Escuchad, Hermanos de la Cruzada.
El rango no es un premio, sino una carga sagrada. Quien aspire a portar mando entre los Templarios Negros debe demostrar, día tras día, que su fe es tan firme como el adamantio y su conducta digna del nombre que proclama.
No basta con jurar lealtad una sola vez.
Todo aspirante a rango deberá mostrar actividad constante, tanto en el campo de batalla como entre sus Hermanos. La Cruzada no tolera sombras ausentes ni espadas oxidadas por la inacción.
Un verdadero Hermano de Armas no lucha solo para su gloria.

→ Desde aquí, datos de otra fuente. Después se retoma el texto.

use gnn::{Architecture, GnnClassifier, LayerWeights, ModelWeights};
use graphclass_core::config::{LimitsConfig, ModelConfig};
use graphclass_core::metrics::MetricsCollector;
use pipeline::{ModelHandle, Predictor};
use serde_json::{json, Value};
use std::net::SocketAddr;
use std::sync::Arc;
use tempfile::tempdir;
use tokio::net::TcpListener;

fn weights() -> ModelWeights {
    let arch = Architecture::default();
    let layer = |out: usize, inp: usize, seed: f32| {
        LayerWeights::new(
            out as u32,
            inp as u32,
            (0..out * inp)
                .map(|i| ((i as f32 + seed) * 0.53).sin() * 0.5)
                .collect(),
            vec![0.0; out],
        )
    };
    ModelWeights::new(
        layer(arch.hidden_dim, arch.input_dim, 0.5),
        layer(arch.hidden_dim, arch.hidden_dim, 1.5),
        layer(arch.output_dim, arch.hidden_dim, 2.5),
    )
}

async fn spawn_server(handle: ModelHandle) -> SocketAddr {
    let predictor = Predictor::new(handle, LimitsConfig::default(), MetricsCollector::new(32));
    let app = server::router(Arc::new(predictor), 1024 * 1024);

    let listener = TcpListener::bind("127.0.0.1:0").await.unwrap();
    let addr = listener.local_addr().unwrap();
    tokio::spawn(async move {
        axum::serve(listener, app).await.unwrap();
    });
    addr
}

async fn spawn_with_weights_file() -> (SocketAddr, tempfile::TempDir) {
    let dir = tempdir().unwrap();
    let path = dir.path().join("model.rkyv");
    weights().save(&path).unwrap();

    let config = ModelConfig {
        weights_path: path,
        input_dim: 1,
        hidden_dim: 64,
        output_dim: 3,
        preload: true,
    };
    let model = GnnClassifier::from_config(&config).unwrap();
    let addr = spawn_server(ModelHandle::new(Arc::new(model))).await;
    (addr, dir)
}

#[tokio::test]
async fn test_health_check() {
    let (addr, _dir) = spawn_with_weights_file().await;

    let response = reqwest::get(format!("http://{addr}/")).await.unwrap();
    assert_eq!(response.status(), 200);
    let body: Value = response.json().await.unwrap();
    assert_eq!(body, json!({ "health_check": "OK" }));
}

#[tokio::test]
async fn test_predict_valid_graph() {
    let (addr, _dir) = spawn_with_weights_file().await;
    let client = reqwest::Client::new();

    let response = client
        .post(format!("http://{addr}/predict"))
        .json(&json!({ "edges": [[0, 1], [1, 2], [2, 0]] }))
        .send()
        .await
        .unwrap();
    assert_eq!(response.status(), 200);

    let body: Value = response.json().await.unwrap();
    let label = body["graph_class"].as_str().unwrap();
    assert!(["tree", "dag", "cyclic"].contains(&label), "got {label}");
}

#[tokio::test]
async fn test_predict_rejects_bad_input() {
    let (addr, _dir) = spawn_with_weights_file().await;
    let client = reqwest::Client::new();

    for body in [r#"{}"#, r#"{"edges": []}"#, r#"{"edges": [[0]]}"#, "not json"] {
        let response = client
            .post(format!("http://{addr}/predict"))
            .header("content-type", "application/json")
            .body(body)
            .send()
            .await
            .unwrap();
        assert_eq!(response.status(), 400, "body {body}");

        let error: Value = response.json().await.unwrap();
        assert_eq!(error["error_code"], "INVALID_ARGUMENT");
        assert!(error["detail"].as_str().unwrap().starts_with("invalid input"));
    }
}

#[tokio::test]
async fn test_missing_weights_is_unavailable() {
    let dir = tempdir().unwrap();
    let handle = ModelHandle::lazy(ModelConfig {
        weights_path: dir.path().join("absent.rkyv"),
        input_dim: 1,
        hidden_dim: 64,
        output_dim: 3,
        preload: false,
    });
    let addr = spawn_server(handle).await;

    let health = reqwest::get(format!("http://{addr}/")).await.unwrap();
    assert_eq!(health.status(), 200);

    let response = reqwest::Client::new()
        .post(format!("http://{addr}/predict"))
        .json(&json!({ "edges": [[0, 1]] }))
        .send()
        .await
        .unwrap();
    assert_eq!(response.status(), 503);
    let error: Value = response.json().await.unwrap();
    assert_eq!(error["error_code"], "UNAVAILABLE");
}

#[tokio::test]
async fn test_metrics_reflect_requests() {
    let (addr, _dir) = spawn_with_weights_file().await;
    let client = reqwest::Client::new();

    for edges in [json!([[0, 1]]), json!([[0, 1], [1, 0]]), json!([])] {
        client
            .post(format!("http://{addr}/predict"))
            .json(&json!({ "edges": edges }))
            .send()
            .await
            .unwrap();
    }

    let metrics: Value = reqwest::get(format!("http://{addr}/metrics"))
        .await
        .unwrap()
        .json()
        .await
        .unwrap();
    assert_eq!(metrics["total_predictions"], 3);
    assert_eq!(metrics["failures"], 1);
    assert_eq!(metrics["history_count"], 3);
}
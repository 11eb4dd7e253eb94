//! Per-(worker, group) MPMC inbox
//!
//! Each worker owns one inbox per workgroup it belongs to. Submission is
//! lock-free on the fast path: a bounded `ArrayQueue` sized to the
//! group's `thread_count * work_scale`. When the ring is full, new items
//! spill into a `SpinLock`-guarded overflow deque rather than blocking
//! the submitter or rejecting the work; the ring is the throughput path
//! and the spill is the safety valve for momentary submission bursts.

use crossbeam_queue::ArrayQueue;
use sched_core::SpinLock;
use std::collections::VecDeque;

use crate::work_item::WorkItem;

/// A single worker's inbox for a single workgroup.
pub struct Inbox {
    ring: ArrayQueue<WorkItem>,
    spill: SpinLock<VecDeque<WorkItem>>,
}

impl Inbox {
    pub fn new(capacity: usize) -> Self {
        Self {
            ring: ArrayQueue::new(capacity.max(1)),
            spill: SpinLock::new(VecDeque::new()),
        }
    }

    /// Enqueue a work item. Never blocks and never rejects: falls back
    /// to the spill deque if the ring is momentarily full.
    pub fn push(&self, item: WorkItem) {
        if let Err(item) = self.ring.push(item) {
            self.spill.lock().push_back(item);
        }
    }

    /// Dequeue the next item, preferring the ring so FIFO-ish order is
    /// preserved for the common case; only consults the spill deque
    /// (and migrates one entry back into the ring) when the ring is
    /// empty.
    pub fn pop(&self) -> Option<WorkItem> {
        if let Some(item) = self.ring.pop() {
            self.drain_spill_into_ring();
            return Some(item);
        }
        self.spill.lock().pop_front()
    }

    /// Dequeue from the ring only, never touching the spill deque. The
    /// spill deque is single-owner — only this inbox's own worker drains
    /// it via `pop`; a thief stealing from a sibling worker's inbox must
    /// only ever see its ring.
    pub fn pop_ring_only(&self) -> Option<WorkItem> {
        self.ring.pop()
    }

    fn drain_spill_into_ring(&self) {
        let mut spill = self.spill.lock();
        while let Some(item) = spill.pop_front() {
            match self.ring.push(item) {
                Ok(()) => continue,
                Err(item) => {
                    spill.push_front(item);
                    break;
                }
            }
        }
    }

    pub fn is_empty(&self) -> bool {
        self.ring.is_empty() && self.spill.lock().is_empty()
    }

    pub fn len(&self) -> usize {
        self.ring.len() + self.spill.lock().len()
    }
}

#[cfg(test)]
mod tests {
    use super::*;
    use std::sync::atomic::{AtomicUsize, Ordering};
    use std::sync::Arc;

    #[test]
    fn push_pop_fifo_within_ring() {
        let inbox = Inbox::new(4);
        let order = Arc::new(SpinLock::new(Vec::new()));
        for i in 0..3 {
            let order = Arc::clone(&order);
            inbox.push(WorkItem::pack(move || order.lock().push(i)));
        }
        while let Some(item) = inbox.pop() {
            item.run();
        }
        assert_eq!(*order.lock(), vec![0, 1, 2]);
    }

    #[test]
    fn spills_when_ring_full() {
        let inbox = Inbox::new(2);
        let counter = Arc::new(AtomicUsize::new(0));
        for _ in 0..10 {
            let c = Arc::clone(&counter);
            inbox.push(WorkItem::pack(move || {
                c.fetch_add(1, Ordering::SeqCst);
            }));
        }
        assert_eq!(inbox.len(), 10);
        let mut ran = 0;
        while let Some(item) = inbox.pop() {
            item.run();
            ran += 1;
        }
        assert_eq!(ran, 10);
        assert_eq!(counter.load(Ordering::SeqCst), 10);
    }

    #[test]
    fn empty_inbox_pops_none() {
        let inbox = Inbox::new(4);
        assert!(inbox.is_empty());
        assert!(inbox.pop().is_none());
    }

    #[test]
    fn pop_ring_only_ignores_spill() {
        let inbox = Inbox::new(1);
        inbox.push(WorkItem::pack(|| {}));
        inbox.push(WorkItem::pack(|| {})); // spills, ring stays full

        assert!(inbox.pop_ring_only().is_some());
        // The ring is now empty again; the spilled item is never
        // visible through the ring-only accessor, only through `pop`.
        assert!(inbox.pop_ring_only().is_none());
        assert_eq!(inbox.len(), 1);
        assert!(inbox.pop().is_some());
    }
}
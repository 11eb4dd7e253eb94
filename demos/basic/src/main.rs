//! Basic scheduler example
//!
//! Demonstrates submitting plain closures and a coroutine task.

use sched::{r#async, sync_wait_result, work, Runtime, SchedulerConfig, WorkItem, WorkerId};
use std::sync::atomic::{AtomicUsize, Ordering};
use std::sync::Arc;

fn main() {
    println!("=== sched basic example ===\n");

    let config = SchedulerConfig::new().worker_count(4).debug_logging(true);
    let runtime = Runtime::new(config);
    let group = runtime
        .create_group(0, runtime.worker_count() as u32, 1, "default")
        .unwrap();
    runtime.start().unwrap();

    println!("Submitting closures...\n");

    let completed = Arc::new(AtomicUsize::new(0));
    for i in 0..3 {
        let completed = Arc::clone(&completed);
        runtime
            .scheduler()
            .submit(
                WorkerId::EXTERNAL,
                group,
                WorkItem::pack(move || {
                    println!("[work item {}] running on a worker thread", i);
                    completed.fetch_add(1, Ordering::SeqCst);
                }),
            )
            .unwrap();
    }

    while completed.load(Ordering::SeqCst) < 3 {
        std::thread::yield_now();
    }
    println!("\nAll closures finished.\n");

    println!("Submitting a coroutine task...");
    let task = r#async(runtime.scheduler(), group, async { 2 + 2 });
    let result = sync_wait_result(task);
    println!("Coroutine task resolved to {}", result);

    println!("Submitting a plain closure through the async sugar...");
    let task = r#async(runtime.scheduler(), group, work(|| 6 * 7));
    let result = sync_wait_result(task);
    println!("Closure task resolved to {}", result);

    runtime.shutdown();
    println!("\nRuntime shut down.");
}
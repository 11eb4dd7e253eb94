use criterion::{criterion_group, criterion_main, Criterion};
use sched::{Scheduler, SchedulerConfig, WorkItem, WorkerId};
use std::sync::atomic::{AtomicUsize, Ordering};
use std::sync::Arc;

fn submit_throughput(c: &mut Criterion) {
    let scheduler = Scheduler::new(SchedulerConfig::new().worker_count(4)).unwrap();
    let group = scheduler.create_group(0, 4, 1, "bench").unwrap();
    scheduler.begin_execution().unwrap();

    let completed = Arc::new(AtomicUsize::new(0));

    c.bench_function("submit_1000_closures", |b| {
        b.iter(|| {
            let start = completed.load(Ordering::SeqCst);
            for _ in 0..1000 {
                let completed = Arc::clone(&completed);
                scheduler
                    .submit(
                        WorkerId::EXTERNAL,
                        group,
                        WorkItem::pack(move || {
                            completed.fetch_add(1, Ordering::SeqCst);
                        }),
                    )
                    .unwrap();
            }
            while completed.load(Ordering::SeqCst) < start + 1000 {
                std::hint::spin_loop();
            }
        })
    });

    scheduler.end_execution();
}

criterion_group!(benches, submit_throughput);
criterion_main!(benches);
//! Kernel-style print macros for the scheduler
//!
//! Thread-safe, context-aware debug output similar to the Linux kernel's
//! printk. Automatically includes the calling worker's id and active
//! workgroup, if any.
//!
//! # Environment Variables
//!
//! - `SCHED_FLUSH_EPRINT=1` - Flush stderr after each print
//! - `SCHED_LOG_LEVEL=<level>` - off/error/warn/info/debug/trace or 0-5
//! - `SCHED_KPRINT_TIME=1` - Include a nanosecond timestamp in output
//!
//! # Output Format
//!
//! Without timestamp: `[LEVEL] [w<worker>:g<group>] message`
//! With timestamp:    `[LEVEL] [<ns>] [w<worker>:g<group>] message`

use crate::env::env_get_bool;
use std::io::Write;
use std::sync::atomic::{AtomicBool, AtomicU8, Ordering};
use std::time::Instant;

#[repr(u8)]
#[derive(Debug, Clone, Copy, PartialEq, Eq, PartialOrd, Ord)]
pub enum LogLevel {
    Off = 0,
    Error = 1,
    Warn = 2,
    Info = 3,
    Debug = 4,
    Trace = 5,
}

impl LogLevel {
    pub fn from_u8(v: u8) -> Self {
        match v {
            0 => LogLevel::Off,
            1 => LogLevel::Error,
            2 => LogLevel::Warn,
            3 => LogLevel::Info,
            4 => LogLevel::Debug,
            _ => LogLevel::Trace,
        }
    }

    pub fn prefix(&self) -> &'static str {
        match self {
            LogLevel::Off => "",
            LogLevel::Error => "[ERROR]",
            LogLevel::Warn => "[WARN] ",
            LogLevel::Info => "[INFO] ",
            LogLevel::Debug => "[DEBUG]",
            LogLevel::Trace => "[TRACE]",
        }
    }
}

static FLUSH_ENABLED: AtomicBool = AtomicBool::new(false);
static TIME_ENABLED: AtomicBool = AtomicBool::new(false);
static LOG_LEVEL: AtomicU8 = AtomicU8::new(LogLevel::Info as u8);
static INITIALIZED: AtomicBool = AtomicBool::new(false);

static START_TIME: std::sync::OnceLock<Instant> = std::sync::OnceLock::new();

/// Initialize logging from environment variables.
///
/// Called automatically on first log, but can be called explicitly for
/// deterministic initialization (e.g. at the top of a demo binary's `main`).
pub fn init() {
    if INITIALIZED.swap(true, Ordering::SeqCst) {
        return;
    }

    START_TIME.get_or_init(Instant::now);
    FLUSH_ENABLED.store(env_get_bool("SCHED_FLUSH_EPRINT", false), Ordering::Relaxed);
    TIME_ENABLED.store(env_get_bool("SCHED_KPRINT_TIME", false), Ordering::Relaxed);

    if let Ok(val) = std::env::var("SCHED_LOG_LEVEL") {
        let level = match val.to_lowercase().as_str() {
            "off" | "0" => LogLevel::Off,
            "error" | "1" => LogLevel::Error,
            "warn" | "2" => LogLevel::Warn,
            "info" | "3" => LogLevel::Info,
            "debug" | "4" => LogLevel::Debug,
            "trace" | "5" => LogLevel::Trace,
            _ => LogLevel::Info,
        };
        LOG_LEVEL.store(level as u8, Ordering::Relaxed);
    }
}

#[inline]
pub fn flush_enabled() -> bool {
    if !INITIALIZED.load(Ordering::Relaxed) {
        init();
    }
    FLUSH_ENABLED.load(Ordering::Relaxed)
}

#[inline]
pub fn time_enabled() -> bool {
    if !INITIALIZED.load(Ordering::Relaxed) {
        init();
    }
    TIME_ENABLED.load(Ordering::Relaxed)
}

#[inline]
pub fn log_level() -> LogLevel {
    if !INITIALIZED.load(Ordering::Relaxed) {
        init();
    }
    LogLevel::from_u8(LOG_LEVEL.load(Ordering::Relaxed))
}

pub fn set_log_level(level: LogLevel) {
    LOG_LEVEL.store(level as u8, Ordering::Relaxed);
}

pub fn set_flush_enabled(enabled: bool) {
    FLUSH_ENABLED.store(enabled, Ordering::Relaxed);
}

pub fn set_time_enabled(enabled: bool) {
    TIME_ENABLED.store(enabled, Ordering::Relaxed);
}

#[inline]
pub fn level_enabled(level: LogLevel) -> bool {
    level as u8 <= log_level() as u8
}

#[inline]
pub fn elapsed_ns() -> u64 {
    let start = START_TIME.get_or_init(Instant::now);
    start.elapsed().as_nanos() as u64
}

thread_local! {
    static WORKER_ID: std::cell::Cell<Option<u32>> = const { std::cell::Cell::new(None) };
    static GROUP_ID: std::cell::Cell<Option<u32>> = const { std::cell::Cell::new(None) };
}

/// Set the current worker id for this thread (called by the worker loop).
pub fn set_worker_id(id: u32) {
    WORKER_ID.with(|w| w.set(Some(id)));
}

pub fn clear_worker_id() {
    WORKER_ID.with(|w| w.set(None));
}

/// Set the workgroup a work-item is currently executing under.
pub fn set_group_id(id: u32) {
    GROUP_ID.with(|g| g.set(Some(id)));
}

pub fn clear_group_id() {
    GROUP_ID.with(|g| g.set(None));
}

#[inline]
pub fn get_worker_id() -> Option<u32> {
    WORKER_ID.with(|w| w.get())
}

#[inline]
pub fn get_group_id() -> Option<u32> {
    GROUP_ID.with(|g| g.get())
}

fn format_context() -> String {
    let worker = match get_worker_id() {
        Some(id) => format!("w{}", id),
        None => "w--".to_string(),
    };
    let group = match get_group_id() {
        Some(id) => format!("g{}", id),
        None => "g--".to_string(),
    };
    format!("[{}:{}]", worker, group)
}

#[doc(hidden)]
pub fn _klog_impl(level: LogLevel, args: std::fmt::Arguments<'_>) {
    if !level_enabled(level) {
        return;
    }

    let stderr = std::io::stderr();
    let mut handle = stderr.lock();

    let _ = write!(handle, "{} ", level.prefix());
    if time_enabled() {
        let _ = write!(handle, "[{}] ", elapsed_ns());
    }
    let _ = write!(handle, "{} ", format_context());
    let _ = handle.write_fmt(args);
    let _ = handle.write_all(b"\n");

    if flush_enabled() {
        let _ = handle.flush();
    }
}

/// Error level log with context
#[macro_export]
macro_rules! serror {
    ($($arg:tt)*) => {{
        $crate::kprint::_klog_impl($crate::kprint::LogLevel::Error, format_args!($($arg)*));
    }};
}

/// Warning level log with context
#[macro_export]
macro_rules! swarn {
    ($($arg:tt)*) => {{
        $crate::kprint::_klog_impl($crate::kprint::LogLevel::Warn, format_args!($($arg)*));
    }};
}

/// Info level log with context
#[macro_export]
macro_rules! sinfo {
    ($($arg:tt)*) => {{
        $crate::kprint::_klog_impl($crate::kprint::LogLevel::Info, format_args!($($arg)*));
    }};
}

/// Debug level log with context
#[macro_export]
macro_rules! sdebug {
    ($($arg:tt)*) => {{
        $crate::kprint::_klog_impl($crate::kprint::LogLevel::Debug, format_args!($($arg)*));
    }};
}

/// Trace level log with context
#[macro_export]
macro_rules! strace {
    ($($arg:tt)*) => {{
        $crate::kprint::_klog_impl($crate::kprint::LogLevel::Trace, format_args!($($arg)*));
    }};
}
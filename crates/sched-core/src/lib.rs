//! # sched-core
//!
//! Platform-agnostic types shared by the task scheduler: identifiers,
//! errors, a spinlock for short internal critical sections, and the
//! `kprint` debug logging facility.

pub mod constants;
pub mod env;
pub mod error;
pub mod id;
#[macro_use]
pub mod kprint;
pub mod spinlock;

pub use error::{SchedError, SchedResult};
pub use id::{WorkerId, WorkgroupId};
pub use spinlock::{SpinLock, SpinLockGuard};

pub use env::{env_get, env_get_bool, env_get_opt, env_get_str, env_is_set};
pub use kprint::LogLevel;
//! Thread-local "adopted scheduler" handle
//!
//! `take_ownership` is a convenience for call sites that want to reach
//! the scheduler without threading a handle through every function —
//! typically a worker's own work-item body, or an external thread that
//! wants `sync_wait_result` to busy-poll instead of blocking. It is not
//! how the scheduler discovers its own handle internally; every
//! `Scheduler` method already has `self`.

use std::cell::RefCell;

use crate::scheduler::Scheduler;

thread_local! {
    static OWNED: RefCell<Option<Scheduler>> = const { RefCell::new(None) };
}

/// Stash a clone of `scheduler` in this thread's local storage so that
/// later code on the same thread can call `current()` without a handle
/// in scope.
pub fn take_ownership(scheduler: &Scheduler) {
    OWNED.with(|cell| *cell.borrow_mut() = Some(scheduler.clone()));
}

/// Drop this thread's adopted scheduler, if any.
pub fn release_ownership() {
    OWNED.with(|cell| *cell.borrow_mut() = None);
}

/// The scheduler this thread adopted via `take_ownership`, if any.
pub fn current() -> Option<Scheduler> {
    OWNED.with(|cell| cell.borrow().clone())
}

#[cfg(test)]
mod tests {
    use super::*;
    use crate::config::SchedulerConfig;

    #[test]
    fn round_trips() {
        assert!(current().is_none());
        let sched = Scheduler::new(SchedulerConfig::new().worker_count(1)).unwrap();
        take_ownership(&sched);
        assert!(current().is_some());
        release_ownership();
        assert!(current().is_none());
    }
}
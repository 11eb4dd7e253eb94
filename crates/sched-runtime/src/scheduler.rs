//! The scheduler: workgroup registry, submission, and the worker loop
//!
//! `Scheduler` is a cheap-to-clone handle (`Arc<SchedulerInner>`), so a
//! process can run more than one scheduler concurrently — each with its
//! own worker pool, workgroups and inboxes. There is no global
//! singleton; `take_ownership` (see `tls.rs`) is the only place a handle
//! is stashed in thread-local storage, and that's purely a convenience
//! for code that wants `sched::this_scheduler()`-style access.

use std::cell::Cell;
use std::panic::{self, AssertUnwindSafe};
use std::sync::atomic::{AtomicU32, AtomicU8, AtomicUsize, Ordering};
use std::sync::Arc;

use sched_core::{SchedError, SchedResult, SpinLock, WorkerId, WorkgroupId};

use crate::config::SchedulerConfig;
use crate::inbox::Inbox;
use crate::work_item::WorkItem;
use crate::worker::{current_worker, WorkerPool, STEAL_ATTEMPTS};
use crate::workgroup::Workgroup;

/// `Draining` is transient: it only exists between `request_shutdown`
/// and `join` inside `end_execution`, never observed by a caller. A
/// full cycle is `Created -> Running -> Draining -> Created`, repeatable
/// any number of times.
#[repr(u8)]
#[derive(Debug, Clone, Copy, PartialEq, Eq)]
enum LifecycleState {
    Created = 0,
    Running = 1,
    Draining = 2,
}

impl LifecycleState {
    fn from_u8(v: u8) -> Self {
        match v {
            0 => Self::Created,
            1 => Self::Running,
            _ => Self::Draining,
        }
    }
}

/// A registered workgroup plus one inbox per member worker.
struct GroupRuntime {
    group: Workgroup,
    /// `inboxes[i]` is the inbox for worker `group.start_thread_idx + i`.
    inboxes: Vec<Arc<Inbox>>,
}

/// Shared scheduler state. See `Scheduler` for the public handle.
struct SchedulerInner {
    config: SchedulerConfig,
    pool: WorkerPool,
    groups: SpinLock<Vec<Arc<GroupRuntime>>>,
    /// Per-worker dequeue order, built once at `begin_execution`:
    /// indices into `groups`, sorted by descending priority then
    /// ascending workgroup id, restricted to groups the worker belongs
    /// to.
    scan_order: SpinLock<Vec<Vec<usize>>>,
    state: AtomicU8,
    next_group_id: AtomicU32,
    /// Count of submitted-but-not-yet-run work items, used for
    /// quiescence detection by `wait_quiescent`.
    in_flight: AtomicUsize,
}
//! Connection bootstrap utilities for SQLite.
//!
//! # Responsibility
//! - Open file or in-memory SQLite connections.
//! - Apply the connection pragmas described by `OpenOptions`.
//!
//! # Invariants
//! - Returned connections already carry the configured busy timeout.
//! - Schema management stays with the caller; no tables are created here.

use super::DbResult;
use log::{error, info};
use rusqlite::Connection;
use std::path::Path;
use std::time::{Duration, Instant};

const DEFAULT_BUSY_TIMEOUT: Duration = Duration::from_secs(5);

/// Connection-level settings applied right after opening.
#[derive(Debug, Clone, PartialEq, Eq)]
pub struct OpenOptions {
    /// How long a statement waits on a locked database before failing.
    pub busy_timeout: Duration,
    /// Whether `PRAGMA foreign_keys` is enabled.
    pub foreign_keys: bool,
}

impl Default for OpenOptions {
    fn default() -> Self {
        Self {
            busy_timeout: DEFAULT_BUSY_TIMEOUT,
            foreign_keys: true,
        }
    }
}

/// Opens a SQLite database file and applies connection pragmas.
///
/// # Side effects
/// - Creates the file when it does not exist.
/// - Emits `db_open` logging events with duration and status.
pub fn open_db(path: impl AsRef<Path>, options: &OpenOptions) -> DbResult<Connection> {
    open_with("file", options, || Connection::open(path))
}

/// Opens a private in-memory SQLite database and applies connection pragmas.
pub fn open_db_in_memory(options: &OpenOptions) -> DbResult<Connection> {
    open_with("memory", options, Connection::open_in_memory)
}

fn open_with(
    mode: &str,
    options: &OpenOptions,
    open: impl FnOnce() -> rusqlite::Result<Connection>,
) -> DbResult<Connection> {
    let started_at = Instant::now();
    info!("event=db_open module=db status=start mode={mode}");

    let conn = match open() {
        Ok(conn) => conn,
        Err(err) => {
            error!(
                "event=db_open module=db status=error mode={mode} duration_ms={} error_code=db_open_failed error={err}",
                started_at.elapsed().as_millis()
            );
            return Err(err.into());
        }
    };

    if let Err(err) = configure_connection(&conn, options) {
        error!(
            "event=db_open module=db status=error mode={mode} duration_ms={} error_code=db_configure_failed error={err}",
            started_at.elapsed().as_millis()
        );
        return Err(err);
    }

    info!(
        "event=db_open module=db status=ok mode={mode} duration_ms={}",
        started_at.elapsed().as_millis()
    );
    Ok(conn)
}

fn configure_connection(conn: &Connection, options: &OpenOptions) -> DbResult<()> {
    let foreign_keys = if options.foreign_keys { "ON" } else { "OFF" };
    conn.execute_batch(&format!("PRAGMA foreign_keys = {foreign_keys};"))?;
    conn.busy_timeout(options.busy_timeout)?;
    Ok(())
}
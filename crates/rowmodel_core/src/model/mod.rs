//! Active-record style model layer.
//!
//! # Responsibility
//! - Describe per-table mappings (`ModelSchema`).
//! - Provide fetch/save/delete on top of any `Executor`.
//!
//! # Invariants
//! - Record values are always bound as parameters; only mapped identifiers
//!   are written into SQL text.
//! - Non-primitive values are stored as JSON text.

pub mod base;
pub mod error;
pub mod schema;
mod statement;

pub use base::{FetchOptions, Model, QueryOptions, SaveOptions};
pub use error::{ModelError, ModelResult};
pub use schema::{into_record, ModelSchema};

Es su deber ayudar, guiar y sostener a sus Hermanos, fortaleciendo la Cruzada con actos, no con palabras vacías. Quien abandona a los suyos, abandona al Emperador.
La Cruzada se forja en la guerra y en el consejo.
Todo guerrero que aspire a rango deberá usar el vox de la Hermandad (Discord) y portar micrófono funcional, pues la coordinación y la palabra firme son armas tan sagradas como la espada y el bólter.
Portar el emblema del Capítulo es cargar su honor.
Se exige respeto absoluto, dominio propio y conducta ejemplar dentro y fuera del campo de batalla. En los canales privados y públicos, cada Hermano representa a los Templarios Negros ante la galaxia.
Lenguas indisciplinadas y actos indignos no serán tolerados.
La fe verdadera se prueba con constancia.
Solo aquellos que hayan demostrado permanencia en el grupo, compromiso continuo y lealtad a la Cruzada podrán mantener o aspirar a un rango. La impaciencia es señal de debilidad espiritual.
La concesión o permanencia de un rango será evaluada por el mando y la administración de la Cruzada.
Se juzgarán actividad, conducta, apoyo a los Hermanos y representación del Capítulo.
Quien falle en estos preceptos perderá el honor que no supo sostener.